Alla fine si girò verso l’altro e si morse il labbro, delineando – forse per la prima volta – i tratti del suo viso; aveva un viso magro e scavato, ed i suoi lineamenti erano spigolosi, ma bellissimi. La sua mascella era squadrata ed i suoi occhi, in contrasto con i capelli neri, erano di un color verde brillante. «Grazie…» mormorò sincero, abbassando lo sguardo verso il banco. Cominciò a tagliarsi le pellicine dalle dita senza rendersene conto, rovinandosi la pelle.
«Mi sembravi in difficoltà. Non c’è di che…» rispose l’altro con un leggero sorriso sulle labbra. Non mise in risalto i denti, ma Philip ne rimase comunque visibilmente sorpreso: gli stava sorridendo davvero?

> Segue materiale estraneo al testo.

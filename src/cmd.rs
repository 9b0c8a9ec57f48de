use std::ffi::OsStr;
use std::process::Command;

pub fn command(program: impl AsRef<OsStr>) -> Command {
    let mut cmd = Command::new(program);
    configure_for_background(&mut cmd);
    cmd
}

#[cfg(windows)]
fn configure_for_background(cmd: &mut Command) {
    use std::os::windows::process::CommandExt;

    // Keep ffmpeg/yt-dlp console windows from flashing up on Windows.
    const CREATE_NO_WINDOW: u32 = 0x0800_0000;
    cmd.creation_flags(CREATE_NO_WINDOW);
}

#[cfg(not(windows))]
fn configure_for_background(_cmd: &mut Command) {}
use std::path::PathBuf;

// Application data root, injected at construction; the engine never derives
// directories from the install location on its own.
#[derive(Debug, Clone)]
pub struct AppPaths {
    pub base_dir: PathBuf,
}

impl AppPaths {
    pub fn new(base_dir: PathBuf) -> Self {
        Self { base_dir }
    }

    pub fn input_dir(&self) -> PathBuf {
        self.base_dir.join("input")
    }

    pub fn output_dir(&self) -> PathBuf {
        self.base_dir.join("output")
    }

    // Preview frames and other short-lived artifacts; swept periodically.
    pub fn temp_dir(&self) -> PathBuf {
        self.base_dir.join("temp")
    }

    pub fn error_log_path(&self) -> PathBuf {
        self.base_dir.join("download_errors.log")
    }

    pub fn tools_dir(&self) -> PathBuf {
        self.base_dir.join("tools")
    }

    pub fn ffmpeg_dir(&self) -> PathBuf {
        self.tools_dir().join("ffmpeg")
    }

    pub fn ffmpeg_bin_path(&self) -> PathBuf {
        let mut path = self.ffmpeg_dir().join("ffmpeg");
        if cfg!(windows) {
            path.set_extension("exe");
        }
        path
    }

    pub fn ffprobe_bin_path(&self) -> PathBuf {
        let mut path = self.ffmpeg_dir().join("ffprobe");
        if cfg!(windows) {
            path.set_extension("exe");
        }
        path
    }

    pub fn yt_dlp_bin_path(&self) -> PathBuf {
        let mut path = self.tools_dir().join("yt-dlp").join("yt-dlp");
        if cfg!(windows) {
            path.set_extension("exe");
        }
        path
    }

    pub fn ffmpeg_cmd(&self) -> PathBuf {
        let path = self.ffmpeg_bin_path();
        if path.exists() {
            path
        } else {
            PathBuf::from("ffmpeg")
        }
    }

    pub fn ffprobe_cmd(&self) -> PathBuf {
        let path = self.ffprobe_bin_path();
        if path.exists() {
            path
        } else {
            PathBuf::from("ffprobe")
        }
    }

    pub fn yt_dlp_cmd(&self) -> PathBuf {
        let path = self.yt_dlp_bin_path();
        if path.exists() {
            path
        } else {
            PathBuf::from("yt-dlp")
        }
    }

    pub fn ensure_dirs(&self) -> std::io::Result<()> {
        std::fs::create_dir_all(self.input_dir())?;
        std::fs::create_dir_all(self.output_dir())?;
        std::fs::create_dir_all(self.temp_dir())?;
        std::fs::create_dir_all(self.tools_dir())?;
        Ok(())
    }
}

// Windows rejects these outright; keeping generated names clean everywhere
// means an output produced on one platform still copies to another.
pub fn sanitize_filename(name: &str) -> String {
    name.chars()
        .map(|c| match c {
            '<' | '>' | ':' | '"' | '/' | '\\' | '|' | '?' | '*' => '_',
            other => other,
        })
        .collect()
}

E poi, wow, pensò, quel sorriso lo aveva completamente illuminato. Era come se fosse un’altra persona. Cos’era successo?
«Ti… Offro un caffè per ringraziarti» disse ad un tratto Philip, alzando appena il viso verso di lui. Era ancora rosso sulle gote e probabilmente, se Gustin avesse rifiutato, avrebbe fatto la figura dell’idiota. Ed invece…
«Facciamo due.»
«Affare fatto.»
 
Come d’accordo, i due uscirono insieme dall’aula, dirigendosi verso la caffetteria della scuola per la pausa pranzo. Philip era leggermente in imbarazzo e ancora si chiedeva come fosse riuscito a chiedergli una cosa del genere e, soprattutto, come mai Gustin avesse accettato. Era così strano!
Forse l’ho giudicato male…
Dopo aver ordinato due panini e tre caffè – il moro voleva davvero due caffè –, andarono a sedersi in un tavolino e Gustin prese a parlare. «Perché mi hai invitato? Credevo mi odiassi.»
«Credevo che tu odiassi me! Abbiamo iniziato l’università da un mese, e non mi hai mai rivolto la parola dal primo giorno…»
«Neanche tu l’hai fatto.»
«Il primo giorno hai fatto lo stronzo.»
Ci fu un attimo di silenzio, poi Gustin scoppiò a ridere. «Vedo che vai dritto al sodo quanto ti conviene!» disse ridendo, appoggiandosi meglio sulla sedia. «Non ho fatto lo stronzo. Solo che quando vedo qualcuno che non mi interessa, non mi importa molto.»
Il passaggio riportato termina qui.